All too often it is the first two being blamed, and the student is not held accountable. If the parent isn't involved but the student and teacher are, then the student is likely to succeed. If the teacher is not involved but the student and parent are determined, the student is likely to succeed (maybe not in that specific class, but in general). Now if the teacher is trying, and the parent is trying, and the student just doesn't care . . . well, the student isn't going to succeed.

Honestly, I think at this point we need to take a long hard look at making students more accountable for their schooling. My friend allowed students to use notes on her tests, and even told them in class when something might appear on the test. When students failed the tests, (some making as low as fives or tens on her test) whose fault was that? Students had every opportunity to succeed, but chose not to take it. Her district also requires her to allow students to retake a test until they pass, so the students had no motivation to pass it, because they could retake it until she was tired of staying after school and making up a new test for them.

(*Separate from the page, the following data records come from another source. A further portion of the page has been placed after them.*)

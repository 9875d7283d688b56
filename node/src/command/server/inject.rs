//! This module contains a collection of warp `Filter`s which inject items that
//! are required for subsequent handlers.

use std::convert::Infallible;
use std::sync::Arc;

use common::api::UserPk;
use common::shutdown::ShutdownChannel;
use warp::Filter;

use crate::lexe::channel_manager::NodeChannelManager;
use crate::lexe::peer_manager::NodePeerManager;
use crate::types::NetworkGraphType;

/// Injects a [`UserPk`].
pub fn user_pk(
    user_pk: UserPk,
) -> impl Filter<Extract = (UserPk,), Error = Infallible> + Clone {
    warp::any().map(move || user_pk)
}

/// Injects a [`ShutdownChannel`].
pub fn shutdown(
    shutdown: ShutdownChannel,
) -> impl Filter<Extract = (ShutdownChannel,), Error = Infallible> + Clone {
    warp::any().map(move || shutdown.clone())
}

/// Injects a channel manager.
pub fn channel_manager(
    channel_manager: NodeChannelManager,
) -> impl Filter<Extract = (NodeChannelManager,), Error = Infallible> + Clone {
    warp::any().map(move || channel_manager.clone())
}

/// Injects a peer manager.
pub fn peer_manager(
    peer_manager: NodePeerManager,
) -> impl Filter<Extract = (NodePeerManager,), Error = Infallible> + Clone {
    warp::any().map(move || peer_manager.clone())
}

/// Injects a network graph.
pub fn network_graph(
    network_graph: Arc<NetworkGraphType>,
) -> impl Filter<Extract = (Arc<NetworkGraphType>,), Error = Infallible> + Clone
{
    warp::any().map(move || network_graph.clone())
}
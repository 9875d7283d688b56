#![allow(dead_code)]

use std::env;
use std::process::Command;

use anyhow::{format_err, Context, Result};
use argh::{EarlyExit, FromArgs, TopLevelCommand};
use serde::Deserialize;

const DEBUG: bool = true;
const HEAP_SIZE: u64 = 0x2000000; // 32 MiB
const SSAFRAMESIZE: u32 = 1;
const STACK_SIZE: u32 = 0x20000; // 128 KiB
const THREADS: u32 = 4;

#[derive(Debug)]
pub struct Args {
    pub opts: Options,
    pub enclave_args: Vec<String>,
}

/// TODO
#[derive(Debug, FromArgs)]
pub struct Options {
    /// path to the compiled enclave binary in standard ELF format, not ".sgxs"
    #[argh(positional)]
    pub elf_bin: String,
}

#[derive(Deserialize, Debug, Default)]
#[serde(rename_all = "kebab-case")]
struct Target {
    heap_size: Option<u64>,
    ssaframesize: Option<u32>,
    stack_size: Option<u32>,
    threads: Option<u32>,
    debug: Option<bool>,
}

#[derive(Deserialize, Debug, Default)]
#[serde(rename_all = "kebab-case")]
struct Metadata {
    #[serde(default)]
    fortanix_sgx: Target,
}

#[derive(Deserialize, Debug)]
struct Package {
    #[serde(default)]
    metadata: Metadata,
}

#[derive(Deserialize, Debug)]
struct Config {
    package: Package,
}

// -- impl Args -- //

impl Args {
    pub fn run(self) -> Result<()> {
        for (key, val) in env::vars() {
            println!("{key} = {val}");
        }

        let _target_dir = env::var_os("CARGO_MANIFEST_DIR")
            .ok_or_else(|| format_err!("missing $CARGO_MANIFEST_DIR env"))?;

        // TODO(phlip9): dump .sgxs and .sig into tempdir?

        Ok(())
    }
}

// Manually implement `FromArgs`. We need this b/c argh's parsing seems broken
// for "--" separators (it includes positionals pre separator in the positionals
// post separator).
//
// Ex: `run-sgx -- foo.sgxs` should error "file arg missing", but instead
// parses it into `run-sgx`'s args, not the enclave args.
impl FromArgs for Args {
    fn from_args(cmd_name: &[&str], args: &[&str]) -> Result<Self, EarlyExit> {
        let (our_args, enclave_args) = args.split_at(1);
        let opts = Options::from_args(cmd_name, our_args)?;

        let enclave_args = enclave_args.iter().map(|s| s.to_string()).collect();

        Ok(Self { opts, enclave_args })
    }
}

impl TopLevelCommand for Args {}

// -- utils -- //

fn run_cmd(mut cmd: Command) -> Result<()> {
    // run the command and collect its status
    let status = cmd
        .status()
        .with_context(|| format!("Failed to run command: '{cmd:?}'"))?;

    if status.success() {
        Ok(())
    } else {
        Err(format_err!(
            "Command exited with a non-zero status: {}, cmd: '{cmd:?}'",
            status
        ))
    }
}

// -- main -- //

fn main() {
    let args = argh::from_env::<Args>();
    println!("args: {args:?}");

    if let Err(err) = args.run() {
        eprintln!("Error: {err:#?}");
        std::process::exit(1);
    }
}
//! SGX provides a number of ISA extensions which can be called in-enclave.
//! This module provides APIs for these along with related newtypes and consts.
//! Outside of SGX, dummy data is returned. See [`sgx_isa`] for more info.

use std::{borrow::Cow, fmt, io, mem, str::FromStr, sync::LazyLock};

use byte_array::ByteArray;
use bytes::{Buf, BufMut};
use cfg_if::cfg_if;
use lexe_std::array::{self, ArrayExt};
#[cfg(any(test, feature = "test-utils"))]
use proptest_derive::Arbitrary;
use ref_cast::RefCast;
use ring::{
    aead::{
        AES_256_GCM, Aad, BoundKey, Nonce, NonceSequence, OpeningKey,
        SealingKey, UnboundKey,
    },
    hkdf::{self, HKDF_SHA256},
};
use secrecy::zeroize::Zeroizing;
use serde::{Deserialize, Serialize};
use sgx_isa::{Keyname, Keypolicy};
use thiserror::Error;

use crate::{
    enclave,
    env::DeployEnv,
    rng::{Crng, RngExt},
    serde_helpers::hexstr_or_bytes,
};

// --- SGX 'Platform APIs' --- //
// These call ISA extensions provided by SGX, or return dummy data if non-SGX.

/// Get an [`sgx_isa::Report`] for the current enclave by calling [`EREPORT`].
///
/// [`EREPORT`]: https://phlip9.com/notes/confidential%20computing/intel%20SGX/SGX%20lingo/#report-ereport
pub fn report() -> &'static sgx_isa::Report {
    static SELF_REPORT: LazyLock<sgx_isa::Report> = LazyLock::new(|| {
        cfg_if! {
            if #[cfg(target_env = "sgx")] {
                sgx_isa::Report::for_self()
            } else {
                sgx_isa::Report {
                    cpusvn: MinCpusvn::CURRENT.0,
                    miscselect: miscselect::LEXE_FLAGS,
                    _reserved1: [0; 28],
                    attributes: sgx_isa::Attributes {
                        // Just use prod value since the flags are fake anyway
                        flags: attributes::LEXE_FLAGS_PROD,
                        xfrm: xfrm::LEXE_FLAGS,
                    },
                    mrenclave: enclave::measurement().0,
                    _reserved2: [0; 32],
                    mrsigner: enclave::signer().0,
                    _reserved3: [0; 96],
                    isvprodid: 0u16,
                    isvsvn: 0u16,
                    _reserved4: [0; 60],
                    // This field is newtyped in `tls::attestation::quote`.
                    reportdata: [0; 64],
                    keyid: MachineId::KEY_ID,
                    mac: [0; 16],
                }
            }
        }
    });

    &SELF_REPORT
}

/// Return the current enclave measurement.
///
/// + In SGX, this is often called the [`MRENCLAVE`].
/// + In mock mode, this returns a fixed value.
/// + The enclave measurement is a SHA-256 hash summary of the enclave code and
///   initial memory contents.
/// + This hash uniquely identifies an enclave; any change to the code will also
///   change the measurement.
///
/// [`MRENCLAVE`]: https://phlip9.com/notes/confidential%20computing/intel%20SGX/SGX%20lingo/#enclave-measurement-mrenclave
pub fn measurement() -> Measurement {
    cfg_if! {
        if #[cfg(target_env = "sgx")] {
            Measurement::new(enclave::report().mrenclave)
        } else {
            // Prefers `DEV_ENCLAVE`, otherwise defaults to `MOCK_ENCLAVE`.
            Measurement::DEV_ENCLAVE.unwrap_or(Measurement::MOCK_ENCLAVE)
        }
    }
}

/// Retrieve the enclave signer measurement of the current running enclave.
/// Every enclave is signed with an RSA keypair, plus some extra metadata.
///
/// + In SGX, this value is called the [`MRSIGNER`].
/// + In mock mode, this returns a fixed value.
/// + The signer is a 3072-bit RSA keypair with exponent=3. The signer
///   measurement is the SHA-256 hash of the (little-endian) public key modulus.
///
/// [`MRSIGNER`]: https://phlip9.com/notes/confidential%20computing/intel%20SGX/SGX%20lingo/#signer-measurement-mrsigner
pub fn signer() -> Measurement {
    cfg_if! {
        if #[cfg(target_env = "sgx")] {
            Measurement::new(enclave::report().mrsigner)
        } else {
            Measurement::MOCK_SIGNER
        }
    }
}

/// Get the current machine id from inside an enclave.
pub fn machine_id() -> MachineId {
    cfg_if! {
        if #[cfg(target_env = "sgx")] {
            use sgx_isa::{Keyname, Keypolicy};

            // use a fixed keyid
            let keyid = MachineId::KEY_ID;

            // bind the signer (lexe) not the enclave. this way all our
            // enclaves can get the same machine id
            let keypolicy = Keypolicy::MRSIGNER;

            // bind none, not even DEBUG
            let attribute_mask: u64 = 0;
            // bind none
            let xfrm_mask: u64 = 0;
            // bind none
            let misc_mask: u32 = 0;

            // Not a secret value. No reason to ever bump this.
            let isvsvn = 0;

            // Prevent very old platforms from getting the identifier. This
            // is not a security mitigation, just an early signal that a
            // platform wasn't brought up correctly.
            let cpusvn = MinCpusvn::CURRENT;

            let keyrequest = sgx_isa::Keyrequest {
                keyname: Keyname::Seal as _,
                keypolicy,
                isvsvn,
                cpusvn: cpusvn.inner(),
                attributemask: [attribute_mask, xfrm_mask],
                miscmask: misc_mask,
                keyid,
                ..Default::default()
            };

            // This should never panic unless we run on very old SGX hardware.
            let bytes =
                keyrequest.egetkey().expect("Failed to get machine id");

            MachineId::new(bytes)
        } else {
            MachineId::MOCK
        }
    }
}

/// Seal and encrypt data in an enclave so that it's only readable inside
/// another enclave running the same software.
///
/// Users should also provide a unique domain-separation `label` for each
/// unique sealing type or location.
///
/// Data is currently encrypted with AES-256-GCM using the [`ring`] backend.
///
/// In SGX, this sealed data is only readable by other enclave instances
/// with the exact same [`MRENCLAVE`] measurement. The sealing key also
/// commits to the platform [CPUSVN], meaning enclaves running on platforms
/// with out-of-date SGX TCB will be unable to unseal data sealed on updated
/// SGX platforms.
///
/// SGX sealing keys are sampled uniquely and only used to encrypt data
/// once. In effect, the `keyid` is a nonce but the key itself is only
/// deriveable inside an enclave with an exactly matching [`MRENCLAVE`]
/// (among other things).
///
/// [`MRENCLAVE`]: https://phlip9.com/notes/confidential%20computing/intel%20SGX/SGX%20lingo/#enclave-measurement-mrenclave
/// [CPUSVN]: https://phlip9.com/notes/confidential%20computing/intel%20SGX/SGX%20lingo/#security-version-number-svn
pub fn seal(
    rng: &mut dyn Crng,
    label: &[u8],
    data: Cow<'_, [u8]>,
) -> Result<Sealed<'static>, Error> {
    cfg_if! {
        if #[cfg(target_env = "sgx")] {
            let keyrequest = LxKeyRequest::gen_sealing_request(rng);
            let mut sealing_key = keyrequest.derive_sealing_key(label)?;

            let mut ciphertext = data.into_owned();
            let tag = sealing_key
                .seal_in_place_separate_tag(Aad::empty(), &mut ciphertext)
                .map_err(|_| Error::SealInputTooLarge)?;
            ciphertext.extend_from_slice(tag.as_ref());

            Ok(Sealed {
                keyrequest: keyrequest.as_bytes().to_vec().into(),
                ciphertext: Cow::Owned(ciphertext),
            })
        } else {
            let keyrequest = MockKeyRequest::gen_sealing_request(rng);
            let key = keyrequest.derive_key(label);
            let mut ciphertext = data.into_owned();
            let nonce = Nonce::assume_unique_for_key([0u8; 12]);
            key
                .seal_in_place_append_tag(nonce, Aad::empty(), &mut ciphertext)
                .map_err(|_| Error::SealInputTooLarge)?;
            Ok(Sealed {
                keyrequest: keyrequest.as_bytes().to_vec().into(),
                ciphertext: Cow::Owned(ciphertext),
            })
        }
    }
}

When I gave my finals this year, I gave the students a review sheet that contained the exact same questions as the final, just in a different order. I gave the corrected review sheet back to the students two weeks early to study it. More than half of my students failed the final. When I asked them whether they had studied, they admitted they had not. (Please do not suggest the students did not actually learn what they were supposed to -- the questions came straight from the tests I had given them earlier in the year--which they passed).

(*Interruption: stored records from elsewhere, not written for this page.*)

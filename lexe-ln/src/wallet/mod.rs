use std::sync::Arc;

use anyhow::Context;
use bdk::blockchain::EsploraBlockchain;
use bdk::template::Bip84;
use bdk::wallet::{AddressIndex, Wallet};
use bdk::{KeychainKind, SyncOptions};
use bitcoin::util::address::Address;
use common::cli::Network;
use common::constants::{
    IMPORTANT_PERSIST_RETRIES, SINGLETON_DIRECTORY, WALLET_DB_FILENAME,
};
use common::root_seed::RootSeed;
use common::shutdown::ShutdownChannel;
use common::task::LxTask;
use tokio::sync::mpsc;
use tracing::{debug, info, warn};

use crate::traits::LexePersister;
use crate::wallet::db::WalletDb;

/// Wallet DB.
pub mod db;

/// The 'stop_gap' parameter used by BDK's wallet sync. This seems to configure
/// the threshold number of blocks after which BDK stops looking for scripts
/// belonging to the wallet. BDK's default value for this is 20.
const BDK_WALLET_SYNC_STOP_GAP: usize = 20;

/// The maximum number of concurrent requests that can be made against the
/// Esplora API provider.
const BDK_WALLET_SYNC_CONCURRENCY: u8 = 8;

/// A newtype wrapper around [`bdk::Wallet`]. Can be cloned and used directly.
// The Mutex is needed because bdk::Wallet isn't thread-safe. bdk::Wallet::new
// internally wraps the db we provide with a RefCell, which isn't Send. Thus, to
// convince the compiler that LexeWallet is indeed Send, we wrap the bdk::Wallet
// with a Mutex, despite the fact that we don't technically need the Mutex since
// we don't use any bdk::Wallet methods that require &mut self. Furthermore,
// since a lock to the bdk::Wallet needs to be held while awaiting on BDK wallet
// sync, the Mutex we use must be a Tokio mutex.
#[derive(Clone)]
pub struct LexeWallet(Arc<tokio::sync::Mutex<Wallet<WalletDb>>>);

impl LexeWallet {
    /// Constructs a new [`LexeWallet`] from a [`RootSeed`] and [`WalletDb`].
    /// Wallet addresses are generated according to the [BIP 84] standard. See
    /// also [BIP 44].
    ///
    /// [BIP 84]: https://github.com/bitcoin/bips/blob/master/bip-0084.mediawiki
    /// [BIP 44]: https://github.com/bitcoin/bips/blob/master/bip-0044.mediawiki
    pub fn new(
        root_seed: &RootSeed,
        network: Network,
        wallet_db: WalletDb,
    ) -> anyhow::Result<Self> {
        let network = network.into_inner();
        let master_xprv = root_seed.derive_bip32_master_xprv(network);

        // Descriptor for external (receive) addresses: `m/84h/{0,1}h/0h/0/*`
        let external_descriptor = Bip84(master_xprv, KeychainKind::External);
        // Descriptor for internal (change) addresses: `m/84h/{0,1}h/0h/1/*`
        let change_descriptor = Bip84(master_xprv, KeychainKind::Internal);

        let inner = Wallet::new(
            external_descriptor,
            Some(change_descriptor),
            network,
            wallet_db,
        )
        .context("bdk::Wallet::new failed")?;

        Ok(Self(Arc::new(tokio::sync::Mutex::new(inner))))
    }

    /// Syncs the inner [`bdk::Wallet`] using the given Esplora server.
    ///
    /// NOTE: Beware deadlocks; this function holds a lock to the inner
    /// [`bdk::Wallet`] during wallet sync. It is held across `.await`.
    pub async fn sync(&self, esplora_url: &str) -> anyhow::Result<()> {
        let esplora_client =
            EsploraBlockchain::new(esplora_url, BDK_WALLET_SYNC_STOP_GAP)
                .with_concurrency(BDK_WALLET_SYNC_CONCURRENCY);

        // No need to hear about sync progress for now
        let sync_options = SyncOptions { progress: None };

        self.0
            .lock()
            .await
            .sync(&esplora_client, sync_options)
            .await
            .context("bdk::Wallet::sync failed")
    }

    /// Returns a new address derived using the external descriptor.
    pub fn get_new_address(&self) -> anyhow::Result<Address> {
        self.0
            .try_lock()
            .context("Wallet is busy; perhaps it is still syncing?")?
            .get_address(AddressIndex::New)
            .map(|info| info.address)
            .context("Could not get new address")
    }
}

/// Spawns a task that persists the current [`WalletDb`] state whenever it
/// receives a notification (via the `wallet_db_persister_rx` channel) that the
/// [`WalletDb`] needs to be re-persisted.
pub fn spawn_wallet_db_persister_task<PS: LexePersister>(
    persister: PS,
    wallet_db: WalletDb,
    mut wallet_db_persister_rx: mpsc::Receiver<()>,
    mut shutdown: ShutdownChannel,
) -> LxTask<()> {
    LxTask::spawn_named("wallet db persister", async move {
        loop {
            tokio::select! {
                Some(()) = wallet_db_persister_rx.recv() => {
                    // Clear out all (possibly) remaining notifications on the
                    // channel; they'll all be handled in the following persist.
                    while let Ok(()) = wallet_db_persister_rx.try_recv() {}

                    // Serialize to JSON bytes, encrypt, then persist
                    let persist_fut = async {
                        let basic_file = persister.encrypt_json(
                            SINGLETON_DIRECTORY.to_owned(),
                            WALLET_DB_FILENAME.to_owned(),
                            &wallet_db,
                        );
                        let persist_res = persister
                            .persist_basic_file(
                                basic_file, IMPORTANT_PERSIST_RETRIES
                            )
                            .await
                            .context("Could not persist wallet db");
                        match persist_res {
                            Ok(()) => debug!("Success: persisted wallet db"),
                            Err(e) => warn!("Wallet DB persist error: {e:#}"),
                        }
                    };

                    // Give up during the persist if we recv a shutdown signal
                    tokio::select! {
                        () = persist_fut => {}
                        () = shutdown.recv() =>
                            break info!("Giving up on wallet db persist"),
                    }
                }
                () = shutdown.recv() => break,
            }
        }

        info!("wallet db persister task shutting down");
    })
}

At some point the student has to be held accountable for their studies. I realize I bear some of the responsibility - as does the parent - but if a kid doesn't care, they aren't going to do well in my class no matter how often I contact their parents, or how often I have conferences with them, or how often I vary my instruction.

I think a good analogy would be a doctor telling a patient to quit smoking. The doctor tells the patient why, informs the patient of the risks of smoking, and works with the patient to help them quit smoking. When the patient continues to smoke and dies of lung cancer, is it the doctor's fault? Or does the patient hold some (if not most) of the responsibility for their actions?

Should we start rating doctors on the number of patients they manage to get healthy on any given day? And should the number of their patients that die go on their record and be used to rank them so you can judge who is most effective? Should we evaluate the number of their healthy patients in each subpopulation, and if most of their poor patients have health problems, dock them a rating for that subpopulation?

The bottom line is that the system - as it stands - is deeply flawed and simply blaming everyone else for the problems or whining about them will change absolutely nothing. Most teachers are doing the best they can and it is completely disheartening to constantly be bashed from all fronts. I really appreciate the parents who want the best for their students and are an equal partner in helping me educate their child. I imagine most of the parents on here fall into that category, and I am grateful for any help I can get.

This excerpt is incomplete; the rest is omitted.